Download Answers to Mastering Concepts Questions

Mastering Concepts
29.1
1. How do the skeletal and muscular systems interact?
Muscles pull against the skeleton to move the body.
2. Describe similarities and differences among the three main types of skeletons.
The three main types of skeletons are the hydrostatic skeleton, exoskeleton, and
endoskeleton. All three skeletons have attached muscles that pull against them, but they
differ in several ways. The hydrostatic skeleton is flexible and consists of a constrained
fluid. The exoskeleton is external and often must be molted as the animal grows. The
endoskeleton consists of solid internal structures that grow along with the animal.
29.2
1. What are the components of the axial and appendicular skeletons?
The axial skeleton, located in the longitudinal central axis of the body, consists of the
skull, vertebral column, and ribs. The appendicular skeleton consists of the appendages
(upper and lower limbs), and the bones that support them (pectoral girdle and pelvic
girdle).
2. What are the locations of the pectoral and pelvic girdles?

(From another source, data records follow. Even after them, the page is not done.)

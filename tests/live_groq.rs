//! Live tests against the real Groq API.
//!
//! These tests require GROQ_API_KEY in the environment (or .env).
//!
//! Run with: cargo test --features integ_test --test live_groq

#[cfg(feature = "integ_test")]
mod tests {
    use std::sync::Arc;
    use std::time::Duration;

    use groqbot::chatbot::{ConversationHandler, LogOutcome, RequestContext, Store, StoreOptions};
    use groqbot::config::Config;
    use groqbot::groq;
    use groqbot::retry::RetryPolicy;

    fn live_config() -> Option<Config> {
        let _ = dotenvy::dotenv();
        match Config::from_env() {
            Ok(config) => Some(config),
            Err(e) => {
                eprintln!("Skipping test: {e}");
                None
            }
        }
    }

    #[tokio::test]
    async fn test_live_completion() {
        let Some(config) = live_config() else { return };

        let client = groq::Client::new(&config, RetryPolicy::default()).unwrap();
        let ctx = RequestContext::background().with_timeout(Duration::from_secs(60));
        let reply = client
            .send(&ctx, "Reply with the single word: pong")
            .await
            .unwrap();

        println!("Model {} replied: {reply:?}", client.model());
        assert!(!reply.trim().is_empty());
    }

    #[tokio::test]
    async fn test_live_round_trip_is_logged() {
        let Some(config) = live_config() else { return };

        let dir = tempfile::tempdir().unwrap();
        let store = Store::open(&StoreOptions::at(dir.path().join("live.db"))).unwrap();
        let gateway = groq::Client::new(&config, RetryPolicy::default()).unwrap();
        let handler = ConversationHandler::new(gateway, Arc::new(store));

        let ctx = RequestContext::background().with_timeout(Duration::from_secs(60));
        let reply = handler.handle(&ctx, "Say hello in three words.").await.unwrap();

        assert_eq!(reply.logged, LogOutcome::Stored);
        assert_eq!(handler.store().count().await.unwrap(), 1);
    }
}
//! Request context: cancellation plus an optional deadline.
//!
//! A context is handed to every operation that talks to the network or the
//! database. Cancelling the parent (e.g. on Ctrl+C) cancels every child;
//! children may tighten the deadline but never extend it.

use std::fmt;
use std::future::Future;
use std::time::Duration;

use tokio::sync::watch;
use tokio::time::Instant;

/// Why a context finished.
#[derive(Debug, Clone, Copy, PartialEq, Eq)]
pub enum Done {
    Cancelled,
    DeadlineExceeded,
}

impl fmt::Display for Done {
    fn fmt(&self, f: &mut fmt::Formatter<'_>) -> fmt::Result {
        match self {
            Done::Cancelled => write!(f, "context cancelled"),
            Done::DeadlineExceeded => write!(f, "context deadline exceeded"),
        }
    }
}

/// Cancels the context it was created with, and all children.
pub struct CancelHandle {
    tx: watch::Sender<bool>,
}

impl CancelHandle {
    pub fn cancel(&self) {
        self.tx.send_replace(true);
    }
}

#[derive(Clone)]
pub struct RequestContext {
    cancel: Option<watch::Receiver<bool>>,
    deadline: Option<Instant>,
}

impl RequestContext {
    /// A context that is never cancelled and has no deadline.
    pub fn background() -> Self {
        Self {
            cancel: None,
            deadline: None,
        }
    }

    /// A cancellable root context.
    pub fn with_cancel() -> (CancelHandle, Self) {
        let (tx, rx) = watch::channel(false);
        let ctx = Self {
            cancel: Some(rx),
            deadline: None,
        };
        (CancelHandle { tx }, ctx)
    }

    /// Child context that also expires after `timeout`. A timeout too large
    /// to represent adds no deadline of its own.
    pub fn with_timeout(&self, timeout: Duration) -> Self {
        let deadline = match (self.deadline, Instant::now().checked_add(timeout)) {
            (Some(parent), Some(own)) => Some(parent.min(own)),
            (parent, own) => parent.or(own),
        };
        Self {
            cancel: self.cancel.clone(),
            deadline,
        }
    }

    /// `Some` once the context is finished.
    pub fn err(&self) -> Option<Done> {
        if let Some(rx) = &self.cancel
            && *rx.borrow()
        {
            return Some(Done::Cancelled);
        }
        match self.deadline {
            Some(deadline) if Instant::now() >= deadline => Some(Done::DeadlineExceeded),
            _ => None,
        }
    }

    /// Resolves when the context is cancelled or its deadline passes.
    pub async fn done(&self) -> Done {
        let cancelled = async {
            match &self.cancel {
                Some(rx) => {
                    let mut rx = rx.clone();
                    // A dropped handle can no longer cancel.
                    if rx.wait_for(|c| *c).await.is_err() {
                        std::future::pending::<()>().await;
                    }
                }
                None => std::future::pending::<()>().await,
            }
        };
        let expired = async {
            match self.deadline {
                Some(deadline) => tokio::time::sleep_until(deadline).await,
                None => std::future::pending::<()>().await,
            }
        };

        tokio::select! {
            biased;
            _ = cancelled => Done::Cancelled,
            _ = expired => Done::DeadlineExceeded,
        }
    }

    /// Run `fut` unless the context finishes first.
    pub async fn run<F: Future>(&self, fut: F) -> Result<F::Output, Done> {
        if let Some(done) = self.err() {
            return Err(done);
        }
        tokio::select! {
            biased;
            done = self.done() => Err(done),
            out = fut => Ok(out),
        }
    }
}

#[cfg(test)]
mod tests {
    use super::*;

    #[tokio::test]
    async fn test_background_runs_to_completion() {
        let ctx = RequestContext::background();
        assert_eq!(ctx.err(), None);
        assert_eq!(ctx.run(async { 7 }).await, Ok(7));
    }

    #[tokio::test]
    async fn test_cancel_propagates_to_children() {
        let (handle, parent) = RequestContext::with_cancel();
        let child = parent.with_timeout(Duration::from_secs(60));
        handle.cancel();

        assert_eq!(parent.err(), Some(Done::Cancelled));
        assert_eq!(child.err(), Some(Done::Cancelled));
        assert_eq!(child.run(async { 1 }).await, Err(Done::Cancelled));
    }

    #[tokio::test]
    async fn test_cancel_interrupts_pending_future() {
        let (handle, ctx) = RequestContext::with_cancel();
        let task = tokio::spawn(async move {
            ctx.run(tokio::time::sleep(Duration::from_secs(60))).await
        });
        tokio::time::sleep(Duration::from_millis(20)).await;
        handle.cancel();
        assert_eq!(task.await.unwrap(), Err(Done::Cancelled));
    }

    #[tokio::test(start_paused = true)]
    async fn test_deadline_exceeded() {
        let ctx = RequestContext::background().with_timeout(Duration::from_secs(5));
        let out = ctx.run(tokio::time::sleep(Duration::from_secs(10))).await;
        assert_eq!(out, Err(Done::DeadlineExceeded));
        assert_eq!(ctx.err(), Some(Done::DeadlineExceeded));
    }

    #[tokio::test(start_paused = true)]
    async fn test_child_cannot_extend_parent_deadline() {
        let parent = RequestContext::background().with_timeout(Duration::from_secs(1));
        let child = parent.with_timeout(Duration::from_secs(60));
        let out = child.run(tokio::time::sleep(Duration::from_secs(2))).await;
        assert_eq!(out, Err(Done::DeadlineExceeded));
    }

    #[tokio::test]
    async fn test_huge_timeout_means_no_deadline() {
        let ctx = RequestContext::background().with_timeout(Duration::MAX);
        assert_eq!(ctx.err(), None);
        assert_eq!(ctx.run(async { 3 }).await, Ok(3));
    }

    #[tokio::test(start_paused = true)]
    async fn test_huge_child_timeout_keeps_parent_deadline() {
        let parent = RequestContext::background().with_timeout(Duration::from_secs(1));
        let child = parent.with_timeout(Duration::MAX);
        let out = child.run(tokio::time::sleep(Duration::from_secs(2))).await;
        assert_eq!(out, Err(Done::DeadlineExceeded));
    }

    #[tokio::test]
    async fn test_dropped_handle_never_cancels() {
        let (handle, ctx) = RequestContext::with_cancel();
        drop(handle);
        assert_eq!(ctx.run(async { "ok" }).await, Ok("ok"));
    }
}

The pectoral girdle, which attaches to the arms, is in upper part of the body. The pelvic
girdle, which attaches to the legs, is in the lower part of the body.
29.3
1. Describe the organization and functions of bone tissue and cartilage.
Bone tissue and cartilage are connective tissues with cells embedded in a solid matrix. In
bone, the matrix is mineralized collagen. The collagen gives bones flexibility, elasticity,
and strength. A cross section of bone reveals concentric rings connected by canals
containing nerves and blood vessels. In cartilage, cells called chondrocytes are
embedded in a matrix of collagen, other protein fibers, and water. The protein fibers give
cartilage resilience, strength, and elasticity, and the water makes it a good shock
absorber. Cartilage has no blood supply, however, so it is slow to heal from injury.
2. What are the differences between spongy bone and compact bone?
Compact bone and spongy bone differ in density. Compact bone is dense and consists of
closely packed cylinders of bone tissue. Spongy bone is hard, but it has many large
spaces in a web of bony struts, which makes it lighter. Red marrow, a nursery for blood
cells and platelets, fills these spaces. Osteocytes in spongy bone acquire nutrients and
oxygen directly from the nearby bone marrow.
3. How are bones remodeled and repaired throughout life?
In an embryo and early fetus, bones consist of cartilage. Before birth, however, boneforming cells enter the cartilaginous matrix and begin to secrete the bony matrix. As the
child grows, the replacement of cartilage by bone occurs at growth plates at the ends of
bones. A person’s bones are fully grown by the early 20s. The bones become thicker and
denser through heavy exercise and, conversely, become lighter and less dense from lack
of exercise. Throughout life, specialized bone cells break down bone tissue if blood
calcium concentrations dip too low. In addition, if a bone is broken, bone cells near the
site repair the break.
4. How do bones participate in calcium homeostasis?
When blood levels of calcium are too low, parathyroid hormone stimulates bones to
release calcium ions into the bloodstream. In contrast, when blood levels of calcium are
too high, calcitonin stimulates bones to absorb calcium ions from the bloodstream and
deposit it in the bone matrix.
5. What are the relationships among joints, tendons, and ligaments?
A joint is a location where two bones meet. A ligament consists of connective tissue that
holds the bones together in a joint. A tendon consists of connective tissue that connects a
muscle to a bone.
29.4
1. What is an antagonistic pair of muscles?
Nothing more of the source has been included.